Dal V.43 si comprende come anche il regno si divide in due parti: il regno di coloro che
accolgono la parola, e quello di coloro che giudicati dalla Parola ne fanno veramente parte. Alla
fine dei tempi ci sarà un'opposizione tra i figli del bene e quelli del male, ma anche all'interno
della comunità stessa. Siamo partiti dalla comunità, e ci siamo ritornati alla fine del cammino.
Se all'inizio il padrone di casa consigliava prudenza, e attesa, adesso la Parola di Matteo, quindi
di Gesù, diventa una parola dura, di giudizio senza appello.

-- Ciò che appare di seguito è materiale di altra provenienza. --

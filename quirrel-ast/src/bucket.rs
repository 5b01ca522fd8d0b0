// quirrel-ast - Solver output for grouping constructs
// Copyright (c) 2026 Quirrel contributors. MIT licensed.

//! Bucket and solution trees produced by the grouping solver.
//!
//! A grouping dispatch carries one [`Bucket`] per solved tic variable.
//! Each bucket describes how rows are grouped: a leaf [`Bucket::Group`]
//! names the `where` clause the group originates from and the solved
//! [`Solution`] forest defining its key set; unions and intersections
//! combine subgroups.

use crate::ast::ExprRef;

/// How rows are grouped for one solved tic variable.
#[derive(Debug, Clone)]
pub enum Bucket {
    /// Rows grouped by either branch.
    Union(Box<Bucket>, Box<Bucket>),
    /// Rows grouped by both branches.
    Intersect(Box<Bucket>, Box<Bucket>),
    /// A leaf group.
    Group {
        /// The `Where` node this group originates from.
        origin: ExprRef,
        /// The grouped row set.
        target: ExprRef,
        /// The solved condition forest defining the group keys.
        forest: Solution,
        /// Filter predicates associated with the group beyond its
        /// defining condition, carried for later reference.
        extras: Vec<ExprRef>,
    },
}

impl Bucket {
    /// The origins of every `Group` leaf under this bucket, in pre-order
    /// (left before right), first occurrence only.
    pub fn origins(&self) -> Vec<ExprRef> {
        let mut out = Vec::new();
        self.collect_origins(&mut out);
        out
    }

    fn collect_origins(&self, out: &mut Vec<ExprRef>) {
        match self {
            Bucket::Union(left, right) | Bucket::Intersect(left, right) => {
                left.collect_origins(out);
                right.collect_origins(out);
            }
            Bucket::Group { origin, .. } => {
                if !out.contains(origin) {
                    out.push(origin.clone());
                }
            }
        }
    }
}

/// The solved condition forest attached to a group.
#[derive(Debug, Clone)]
pub enum Solution {
    /// Both conditions hold.
    Conjunction(Box<Solution>, Box<Solution>),
    /// Either condition holds.
    Disjunction(Box<Solution>, Box<Solution>),
    /// A leaf: the expression whose value set defines the group keys.
    Definition(ExprRef),
}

Dunque, nel regno dell'uomo sussistono scandali e iniquità: nessuna meraviglia per questo; ma
non si dimentichi che nel regno del Padre solo i giusti entreranno, e quindi non perdere di vista il
senso del giudizio.
Questo è il senso profondo della parabola: ma possiamo interpretarla ulteriormente
confrontandola con Mt 7,15-20 (albero buono da frutti buoni, albero cattivo frutti cattivi) ma
anche con Mt 7,1-5 (atteggiamento del Padre che manda la sua pioggia sui buoni e sui cattivi),
così che queste testimonianze ci servano per illuminare la prima parte della Parabola, e il nostro
atteggiamento personale.
Ma anche Mt 25,31-46 (giudizio universale, con la separazione alla fine dei buoni e dei
cattivi=grano buono dalla zizzania).
Domanda è: perché siete giusti, siete degni di entrare nel Regno del Padre : perché non siete
stati di inciampo per coloro che avevano bisogno, e così facendo avete scoperto in loro qual era
la Torah che dovevate seguire. n loro ero presente io che vi interpellavo a seguirmi su quella
strada.
A questo segue poi il giudizio di condanna a coloro che sono stati di scandalo, e che verranno
quindi avviati al supplizio eterno.
Ultima osservazione è riscoprire il contesto ecclesiale in cui si pone il racconto della parabola: è
una comunità in cui ci sono scandali, tempi lunghi, persone limitate. è un invito chiaro a non
pretendere di giudicare, di ergersi a giudice degli altri, di chi spacca il capello in quattro, che
vorrebbe tutto e subito, che si arroga il diritto di sbattere fuori chi non è degno.
In particolare ci ricorda che l'atteggiamento di chi vuol costruire comunità è quello del 'duloi',
cioè del servitore, che mette la sua ricchezza al servizio degli altri , non per ergersi a giudizio,
ma per poterne essere momento di approfondimento.
Ancora la comunità necessità di radicalità, rispettosa, non nella pretesa di spaccare tutto in due,
buoni o cattivi, ma sapendo accettare ogni persona come segno di Dio e della sua presenza in
mezzo a noi. L’atteggiamento di chi vuol costruire comunità è la capacità di accogliere
veramente chi ci viene incontro nel nostro camino, per poterlo accompagnare, stimolandolo con
forza, ma anche aspettando i suoi tempi di crescita, di ciascuno.